//! Lifecycle of the temporary, unnetworked server instance.
//!
//! The server binary is an external collaborator. This module only relies
//! on its documented command line contracts: the verbose help mode that
//! reports the configured data directory, the insecure initialization mode
//! and the socket-only startup mode.

use std::{
    path::{Path, PathBuf},
    process::{ExitStatus, Stdio},
};

use nix::{
    sys::signal::{kill, Signal},
    unistd::Pid,
};
use snafu::{ensure, OptionExt, ResultExt, Snafu};
use tokio::process::{Child, Command};
use tracing::debug;

use crate::init_controller::EngineOptions;

type Result<T, E = Error> = std::result::Result<T, E>;

#[derive(Snafu, Debug)]
pub enum Error {
    #[snafu(display("failed to run {binary:?} to query its configuration"))]
    RunConfigProbe {
        source: std::io::Error,
        binary: PathBuf,
    },

    #[snafu(display("{binary:?} exited with {status} while reporting its configuration"))]
    ConfigProbeFailed { binary: PathBuf, status: ExitStatus },

    #[snafu(display("no data directory in the configuration report of {binary:?}"))]
    DataDirNotReported { binary: PathBuf },

    #[snafu(display("failed to run the storage initialization"))]
    RunStorageInitialization { source: std::io::Error },

    #[snafu(display("storage initialization exited with {status}"))]
    StorageInitializationFailed { status: ExitStatus },

    #[snafu(display("failed to spawn the temporary server process"))]
    SpawnServer { source: std::io::Error },

    #[snafu(display("temporary server process has no pid"))]
    MissingPid,

    #[snafu(display("failed to signal the temporary server"))]
    SignalServer { source: nix::Error },

    #[snafu(display("failed to await the temporary server"))]
    AwaitServer { source: std::io::Error },

    #[snafu(display("temporary server exited with {status}"))]
    UncleanShutdown { status: ExitStatus },
}

/// Asks the server binary for the data directory it was built/configured
/// to use. The path is never hardcoded here, images relocate it freely.
pub async fn probe_data_dir(engine: &EngineOptions) -> Result<PathBuf> {
    let output = Command::new(&engine.server_binary)
        .args(["--verbose", "--help"])
        .stdin(Stdio::null())
        .stderr(Stdio::null())
        .output()
        .await
        .context(RunConfigProbeSnafu {
            binary: &engine.server_binary,
        })?;
    ensure!(
        output.status.success(),
        ConfigProbeFailedSnafu {
            binary: &engine.server_binary,
            status: output.status,
        }
    );

    parse_data_dir(&String::from_utf8_lossy(&output.stdout)).context(DataDirNotReportedSnafu {
        binary: &engine.server_binary,
    })
}

/// The verbose help output ends in a two-column table of effective
/// variables; `datadir` is one of them.
fn parse_data_dir(help_output: &str) -> Option<PathBuf> {
    help_output.lines().find_map(|line| {
        let mut fields = line.split_whitespace();
        match (fields.next(), fields.next()) {
            (Some("datadir"), Some(path)) => Some(PathBuf::from(path)),
            _ => None,
        }
    })
}

/// Lays down the system tables without any authentication set up. Only ever
/// called for the first-run bootstrap window, before accounts exist.
pub async fn initialize_storage(engine: &EngineOptions, datadir: &Path) -> Result<()> {
    let status = Command::new(&engine.server_binary)
        .arg("--initialize-insecure")
        .arg(format!("--datadir={}", datadir.display()))
        .status()
        .await
        .context(RunStorageInitializationSnafu)?;
    ensure!(
        status.success(),
        StorageInitializationFailedSnafu { status }
    );

    Ok(())
}

/// A server process bound to a local socket only, without TCP networking.
pub struct TemporaryServer {
    child: Child,
}

impl TemporaryServer {
    pub fn spawn(engine: &EngineOptions, datadir: &Path) -> Result<Self> {
        debug!(socket = %engine.socket.display(), "starting the temporary server");
        let child = Command::new(&engine.server_binary)
            .arg("--skip-networking")
            .arg(format!("--datadir={}", datadir.display()))
            .arg(format!("--socket={}", engine.socket.display()))
            // An aborted run must not leave the instance behind.
            .kill_on_drop(true)
            .spawn()
            .context(SpawnServerSnafu)?;

        Ok(Self { child })
    }

    /// Graceful termination: SIGTERM, then wait for the exit status.
    pub async fn stop(mut self) -> Result<()> {
        let pid = self.child.id().context(MissingPidSnafu)?;
        kill(Pid::from_raw(pid as i32), Signal::SIGTERM).context(SignalServerSnafu)?;

        let status = self.child.wait().await.context(AwaitServerSnafu)?;
        ensure!(status.success(), UncleanShutdownSnafu { status });

        Ok(())
    }
}

#[cfg(test)]
mod tests {
    use super::*;

    #[test]
    fn test_parse_data_dir() {
        let help_output = "\
mysqld  Ver 8.0.39 for Linux on x86_64 (MySQL Community Server - GPL)
...

Variables (--variable-name=value)
and boolean options {FALSE|TRUE}                  Value (after reading options)
--------------------------------------------------- ------------------------
activate-all-roles-on-login                       FALSE
datadir                                           /var/lib/mysql/
daemonize                                         FALSE
";
        assert_eq!(
            parse_data_dir(help_output),
            Some(PathBuf::from("/var/lib/mysql/"))
        );
    }

    #[test]
    fn test_parse_data_dir_ignores_similar_variables() {
        let help_output = "\
character-sets-dir                                /usr/share/mysql-8.0/charsets/
innodb-data-home-dir                              (No default value)
";
        assert_eq!(parse_data_dir(help_output), None);
    }

    #[test]
    fn test_parse_data_dir_needs_a_value() {
        assert_eq!(parse_data_dir("datadir\n"), None);
    }
}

========

[Exercise requirements] The task calls for all lines in the entries that hold "insecure".

[Response to this task]
//! reports the configured data directory, the insecure initialization mode
        .arg("--initialize-insecure")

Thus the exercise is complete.